- **Data excerpts**:
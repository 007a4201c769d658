//! Cleaning operations over a working copy of the capital-projects table.
//!
//! [`Dataset`] owns the working [`Table`], an optional untouched copy of the
//! input, and the report of the most recent dtype conversion. Every operation
//! mutates the working table in place and logs what it did.

use std::{
    collections::HashSet,
    path::{Path, PathBuf},
};

use heck::ToSnakeCase;
use itertools::Itertools;
use log::{info, warn};

use crate::{
    data::Value,
    dtypes::{self, DtypeReport},
    error::{CleanError, CleanResult},
    io_utils,
    mapping::{ColumnMapping, resolve_mapping},
    table::{Column, ColumnDtype, Table},
};

/// Column identifying a project across its change records.
pub const DEFAULT_ID_COLUMN: &str = "PID";

/// Renames every column listed in `mapping`. Keys that match no column are
/// ignored and unlisted columns keep their names.
pub fn rename_columns(table: &mut Table, mapping: &ColumnMapping) {
    for index in 0..table.column_count() {
        let Some(column) = table.column_at_mut(index) else {
            continue;
        };
        if let Some(target) = mapping.get(&column.name) {
            column.name = target.to_string();
        }
    }
}

/// Snake-cases a column name: `"Test 3"` becomes `"test_3"`.
pub fn lint_column_name(name: &str) -> String {
    name.trim().to_snake_case()
}

#[derive(Debug, Clone)]
pub struct Dataset {
    /// Working table every operation applies to.
    pub table: Table,
    /// Copy of the table as it was loaded, kept only when requested.
    pub input: Option<Table>,
    /// Report of the last dtype conversion that resolved a mapping.
    pub dtype_errors: Option<DtypeReport>,
}

impl Dataset {
    pub fn from_table(table: Table, copy_input: bool) -> Self {
        let input = copy_input.then(|| Table::from_existing(&table));
        let dataset = Self {
            table,
            input,
            dtype_errors: None,
        };
        dataset.log_record_count(DEFAULT_ID_COLUMN);
        dataset
    }

    /// Starts a new dataset from another one's working table.
    pub fn from_existing(source: &Dataset, copy_input: bool) -> Self {
        Self::from_table(Table::from_existing(&source.table), copy_input)
    }

    /// Reads a `.csv` (or `.tsv`) file. Any other extension is rejected.
    pub fn from_file(path: &Path, copy_input: bool) -> CleanResult<Self> {
        Self::from_file_with(path, None, None, copy_input)
    }

    pub fn from_file_with(
        path: &Path,
        delimiter: Option<u8>,
        encoding: Option<&str>,
        copy_input: bool,
    ) -> CleanResult<Self> {
        if !io_utils::is_supported_extension(path) {
            return Err(CleanError::UnsupportedFileType {
                path: PathBuf::from(path),
            });
        }
        let delimiter = io_utils::resolve_input_delimiter(path, delimiter);
        let encoding = io_utils::resolve_encoding(encoding)?;
        let table = io_utils::read_table(path, delimiter, encoding)?;
        info!(
            "Loaded {} column(s) from {:?} (delimiter '{}')",
            table.column_count(),
            path,
            crate::printable_delimiter(delimiter)
        );
        Ok(Self::from_table(table, copy_input))
    }

    pub fn to_file(&self, path: &Path) -> CleanResult<()> {
        self.to_file_with(path, None)
    }

    pub fn to_file_with(&self, path: &Path, delimiter: Option<u8>) -> CleanResult<()> {
        let delimiter = io_utils::resolve_output_delimiter(path, delimiter);
        io_utils::write_table(&self.table, path, delimiter)?;
        info!("Wrote {} record(s) to {:?}", self.table.row_count(), path);
        Ok(())
    }

    /// Logs the record count and the number of distinct project ids.
    pub fn log_record_count(&self, id_column: &str) {
        let Some(column) = self.table.column(id_column) else {
            warn!("Column '{id_column}' not found: unable to log record count");
            return;
        };
        info!("Number of project change records: {}", self.table.row_count());
        let unique = column
            .stringified()
            .into_iter()
            .zip(&column.values)
            .filter(|(_, value)| !value.is_missing())
            .map(|(text, _)| text)
            .collect::<HashSet<_>>()
            .len();
        info!("Number of unique projects in dataset: {unique}");
    }

    /// Normalises column names to snake case.
    pub fn lint_colnames(&mut self) {
        let mut changed = Vec::new();
        for index in 0..self.table.column_count() {
            let Some(column) = self.table.column_at_mut(index) else {
                continue;
            };
            let linted = lint_column_name(&column.name);
            if linted != column.name {
                changed.push(format!("'{}' -> '{}'", column.name, linted));
                column.name = linted;
            }
        }
        if changed.is_empty() {
            info!("No column names changed");
        } else {
            info!("Column names changed: {}", changed.join(", "));
        }
    }

    /// Renames columns from a direct mapping or a JSON mapping file.
    pub fn rename_columns(&mut self, direct: Option<&ColumnMapping>, path: Option<&Path>) {
        let Some(mapping) = resolve_mapping(direct, path, "Column names") else {
            return;
        };
        rename_columns(&mut self.table, &mapping);
        let summary = mapping.iter().map(|(from, to)| format!("'{from}' -> '{to}'")).join(", ");
        info!("Column names mapped: {summary}");
    }

    /// Converts column dtypes from a direct mapping or a JSON mapping file.
    ///
    /// Returns the new report, which is also kept in `dtype_errors`. When no
    /// mapping resolves nothing is converted, `None` is returned and any
    /// earlier report is left as it was.
    pub fn set_dtypes(
        &mut self,
        direct: Option<&ColumnMapping>,
        path: Option<&Path>,
        coerce: bool,
    ) -> CleanResult<Option<&DtypeReport>> {
        let Some(mapping) = resolve_mapping(direct, path, "Column dtypes") else {
            return Ok(None);
        };
        let report = dtypes::set_dtypes(&mut self.table, &mapping, coerce)?;
        let stored = self.dtype_errors.insert(report);
        Ok(Some(&*stored))
    }

    /// Drops every row that is missing a value in any of `columns`.
    pub fn remove_missing_records(&mut self, columns: &[&str]) -> CleanResult<usize> {
        let indices = columns
            .iter()
            .map(|name| self.table.require_index(name))
            .collect::<CleanResult<Vec<_>>>()?;
        let keep = (0..self.table.row_count())
            .map(|row| {
                indices.iter().all(|&index| {
                    self.table
                        .column_at(index)
                        .and_then(|column| column.values.get(row))
                        .is_some_and(|value| !value.is_missing())
                })
            })
            .collect::<Vec<_>>();
        let removed = keep.iter().filter(|flag| !**flag).count();
        self.table.retain_rows(&keep);
        info!(
            "Removed {removed} record(s) missing values in [{}]; {} record(s) remain",
            columns.join(", "),
            self.table.row_count()
        );
        Ok(removed)
    }

    /// Stable ascending sort by one or more columns, missing values last.
    pub fn sort_values(&mut self, by: &[&str]) -> CleanResult<()> {
        let indices = by
            .iter()
            .map(|name| self.table.require_index(name))
            .collect::<CleanResult<Vec<_>>>()?;
        let keys = indices
            .iter()
            .filter_map(|&index| self.table.column_at(index))
            .map(|column| column.values.as_slice())
            .collect::<Vec<_>>();
        let mut order = (0..self.table.row_count()).collect::<Vec<_>>();
        order.sort_by(|&left, &right| {
            keys.iter()
                .map(|values| values[left].sort_cmp(&values[right]))
                .find(|ordering| ordering.is_ne())
                .unwrap_or(std::cmp::Ordering::Equal)
        });
        self.table.reorder_rows(&order);
        info!("Sorted {} record(s) by [{}]", order.len(), by.join(", "));
        Ok(())
    }

    /// Appends a text column joining the listed columns' values with
    /// `separator`; missing cells contribute an empty segment.
    pub fn add_composite_key(
        &mut self,
        columns: &[&str],
        name: &str,
        separator: &str,
    ) -> CleanResult<()> {
        let parts = columns
            .iter()
            .map(|column| {
                self.table
                    .column(column)
                    .map(Column::fields)
                    .ok_or_else(|| CleanError::UnknownColumn {
                        column: column.to_string(),
                    })
            })
            .collect::<CleanResult<Vec<_>>>()?;
        let values = (0..self.table.row_count())
            .map(|row| Value::String(parts.iter().map(|fields| fields[row].as_str()).join(separator)))
            .collect();
        self.table
            .push_column(Column::with_dtype(name, values, ColumnDtype::String))?;
        info!("Added composite key '{name}' from [{}]", columns.join(", "));
        Ok(())
    }
}
//! Column mapping resolution shared by renaming and retyping.
//!
//! A [`ColumnMapping`] maps column names to a target string: a new column name
//! for renaming, or a dtype tag for conversion. Mappings come either straight
//! from the caller or from a flat JSON object on disk. [`resolve_mapping`]
//! decides which one applies; a missing or unusable file is a normal outcome
//! reported through the log, never an error.

use std::{fs, path::Path};

use log::{info, warn};
use serde_json::Value as JsonValue;

use crate::error::{CleanError, CleanResult};

/// Ordered column-name → target mapping. Insertion order is preserved so that
/// per-column reports follow the order the mapping was written in.
#[derive(Debug, Clone, Default, PartialEq, Eq)]
pub struct ColumnMapping {
    entries: Vec<(String, String)>,
}

impl ColumnMapping {
    pub fn new() -> Self {
        Self::default()
    }

    /// Adds or replaces an entry, keeping the original position on replace.
    pub fn insert(&mut self, key: impl Into<String>, target: impl Into<String>) {
        let key = key.into();
        let target = target.into();
        match self.entries.iter_mut().find(|(existing, _)| *existing == key) {
            Some((_, slot)) => *slot = target,
            None => self.entries.push((key, target)),
        }
    }

    pub fn get(&self, key: &str) -> Option<&str> {
        self.entries
            .iter()
            .find(|(existing, _)| existing == key)
            .map(|(_, target)| target.as_str())
    }

    pub fn iter(&self) -> impl Iterator<Item = (&str, &str)> {
        self.entries
            .iter()
            .map(|(key, target)| (key.as_str(), target.as_str()))
    }

    pub fn keys(&self) -> impl Iterator<Item = &str> {
        self.entries.iter().map(|(key, _)| key.as_str())
    }

    pub fn len(&self) -> usize {
        self.entries.len()
    }

    pub fn is_empty(&self) -> bool {
        self.entries.is_empty()
    }

    /// Builds a mapping from a JSON object. Scalar values are rendered as
    /// text (`{"a": 1}` maps `a` to `"1"`); nested values are rejected.
    pub fn from_json(value: &JsonValue) -> Result<Self, String> {
        let object = value
            .as_object()
            .ok_or_else(|| "mapping file must contain a JSON object".to_string())?;
        let mut mapping = ColumnMapping::new();
        for (key, target) in object {
            let rendered = match target {
                JsonValue::String(s) => s.clone(),
                JsonValue::Number(n) => n.to_string(),
                JsonValue::Bool(b) => b.to_string(),
                JsonValue::Null => "null".to_string(),
                JsonValue::Array(_) | JsonValue::Object(_) => {
                    return Err(format!("value for key '{key}' must be a string or scalar"));
                }
            };
            mapping.insert(key.clone(), rendered);
        }
        Ok(mapping)
    }

    /// Writes the mapping as a pretty-printed JSON object.
    pub fn save(&self, path: &Path) -> CleanResult<()> {
        let object = self
            .entries
            .iter()
            .map(|(key, target)| (key.clone(), JsonValue::String(target.clone())))
            .collect::<serde_json::Map<_, _>>();
        let serialized = serde_json::to_string_pretty(&JsonValue::Object(object))?;
        fs::write(path, serialized).map_err(CleanError::from)
    }
}

impl<K, V> FromIterator<(K, V)> for ColumnMapping
where
    K: Into<String>,
    V: Into<String>,
{
    fn from_iter<I: IntoIterator<Item = (K, V)>>(iter: I) -> Self {
        let mut mapping = ColumnMapping::new();
        for (key, target) in iter {
            mapping.insert(key, target);
        }
        mapping
    }
}

/// Reads a flat JSON mapping file.
///
/// Returns `None` after a warning when the path does not exist or the file
/// cannot be read or parsed.
pub fn read_json_mapping(path: &Path) -> Option<ColumnMapping> {
    if !path.exists() {
        warn!("Mapping file {path:?} does not exist. No data loaded");
        return None;
    }
    let raw = match fs::read_to_string(path) {
        Ok(raw) => raw,
        Err(err) => {
            warn!("Mapping file {path:?} could not be read ({err}). No data loaded");
            return None;
        }
    };
    let parsed = serde_json::from_str::<JsonValue>(&raw)
        .map_err(|err| err.to_string())
        .and_then(|value| ColumnMapping::from_json(&value));
    match parsed {
        Ok(mapping) => Some(mapping),
        Err(err) => {
            warn!("Mapping file {path:?} is not a flat JSON object ({err}). No data loaded");
            None
        }
    }
}

/// Decides which mapping an operation should apply.
///
/// A non-empty `direct` mapping always wins and the file is not touched.
/// Otherwise `path` is loaded; an absent, unreadable or empty file yields
/// `None`. With neither supplied the result is `None` as well. Every outcome
/// is logged and tagged with `context`.
pub fn resolve_mapping(
    direct: Option<&ColumnMapping>,
    path: Option<&Path>,
    context: &str,
) -> Option<ColumnMapping> {
    if let Some(mapping) = direct.filter(|mapping| !mapping.is_empty()) {
        info!("{context} mapped using direct mapping");
        return Some(mapping.clone());
    }
    if let Some(path) = path {
        return match read_json_mapping(path) {
            Some(mapping) if !mapping.is_empty() => {
                info!("{context} mapped using {}", path.display());
                Some(mapping)
            }
            _ => {
                warn!(
                    "{context}: mapping JSON failed to load from {}. Nothing changed",
                    path.display()
                );
                None
            }
        };
    }
    warn!("Neither a direct mapping nor a mapping file was specified for {context}. Nothing changed");
    None
}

- **Exercise aim**: Everything from the first line of the data through the line containing "if let Some(target)" should be echoed exactly. Add nothing.

- **Completed task**:
repository 007a4201c769d658
//! Cleaning operations over a working copy of the capital-projects table.
//!
//! [`Dataset`] owns the working [`Table`], an optional untouched copy of the
//! input, and the report of the most recent dtype conversion. Every operation
//! mutates the working table in place and logs what it did.

use std::{
    collections::HashSet,
    path::{Path, PathBuf},
};

use heck::ToSnakeCase;
use itertools::Itertools;
use log::{info, warn};

use crate::{
    data::Value,
    dtypes::{self, DtypeReport},
    error::{CleanError, CleanResult},
    io_utils,
    mapping::{ColumnMapping, resolve_mapping},
    table::{Column, ColumnDtype, Table},
};

/// Column identifying a project across its change records.
pub const DEFAULT_ID_COLUMN: &str = "PID";

/// Renames every column listed in `mapping`. Keys that match no column are
/// ignored and unlisted columns keep their names.
pub fn rename_columns(table: &mut Table, mapping: &ColumnMapping) {
    for index in 0..table.column_count() {
        let Some(column) = table.column_at_mut(index) else {
            continue;
        };
        if let Some(target) = mapping.get(&column.name) {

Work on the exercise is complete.